I think it is really interesting the way such a simple concept like Facebook can be so viral. You start out by simply signing up and searching for a few friends or someone sends you a friend invite. From there it miraculously grows into a beast of its own, all based on the simplest of ideas; share stuff with some friends.

“I think it’s kinda like Fractals. Have you ever thought about it that way?”

“What the hell is a Fractal?” my friend asked.

“You know what a fractal is!”

“No…. I have never heard that word before.”

So I gave him my simplest explanation:

“A fractal is one of the most beautiful images in the world. It replicates itself to true infinity. The closer and closer you look at it, the more complexity you see. And it all comes from the simplest math equation in the world.”

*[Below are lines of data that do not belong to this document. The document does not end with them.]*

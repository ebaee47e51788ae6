use std::sync::Arc;
use std::net::SocketAddr;
use anyhow::Context;
use checkout_api::{app, AppState};
use checkout_order::{CheckoutService, Reconciler, ReturnUrls, SessionBuilder};
use checkout_store::{ConfigSettingsStore, DbClient, RedisClient, StoreOrderRepository, StripeClient};
use tracing_subscriber::{layer::SubscriberExt, util::SubscriberInitExt};

#[tokio::main]
async fn main() -> anyhow::Result<()> {
    tracing_subscriber::registry()
        .with(
            tracing_subscriber::EnvFilter::try_from_default_env()
                .unwrap_or_else(|_| "checkout_api=debug,checkout_order=debug,tower_http=debug".into()),
        )
        .with(tracing_subscriber::fmt::layer())
        .init();

    let config = checkout_store::app_config::Config::load().context("Failed to load config")?;
    tracing::info!("Starting checkout API on port {}", config.server.port);

    // Postgres
    let db = DbClient::new(&config.database.url, config.database.max_connections)
        .await
        .context("Failed to connect to Postgres")?;
    db.migrate().await.context("Failed to run migrations")?;
    let orders = Arc::new(StoreOrderRepository::new(db.pool.clone()));

    // Redis
    let redis = RedisClient::new(&config.redis.url, config.redis.pending_reference_ttl_seconds)
        .await
        .context("Failed to connect to Redis")?;
    let pending = Arc::new(redis);

    // Payment provider
    let settings = Arc::new(ConfigSettingsStore::from_config(&config.gateway));
    let provider = Arc::new(
        StripeClient::new(
            settings.clone(),
            config.gateway.api_base_url.clone(),
            config.gateway.webhook_tolerance_seconds,
        )
        .context("Failed to build Stripe client")?,
    );

    let reconciler = Arc::new(Reconciler::new(provider.clone(), orders.clone()));
    let checkout = Arc::new(CheckoutService::new(
        provider.clone(),
        pending,
        reconciler.clone(),
        SessionBuilder::new(config.gateway.capture_method),
        ReturnUrls::new(&config.checkout.success_url, &config.checkout.cancel_url),
    ));

    let app_state = AppState {
        orders,
        settings,
        provider,
        reconciler,
        checkout,
        session_cookie: config.checkout.session_cookie.clone(),
    };

    let app = app(app_state);

    let addr = SocketAddr::from(([0, 0, 0, 0], config.server.port));
    tracing::info!("Listening on {}", addr);

    let listener = tokio::net::TcpListener::bind(addr).await?;
    axum::serve(listener, app).await?;

    Ok(())
}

Get it? Facebook and nearly all social media are based on the simplest of ideas yet they create incredibly complex outcomes. Chaos Theory at its best.

I have been fascinated with Fractals for more than a decade. Not just their beauty, but deeply intrigued with the concept of simplicity creating and explaining the infinitely complex?

Simple but infinitely complex; like E= MC**2, where energy and matter are interchangeable.

I asked three more friends if they knew what a fractal was. They all said no.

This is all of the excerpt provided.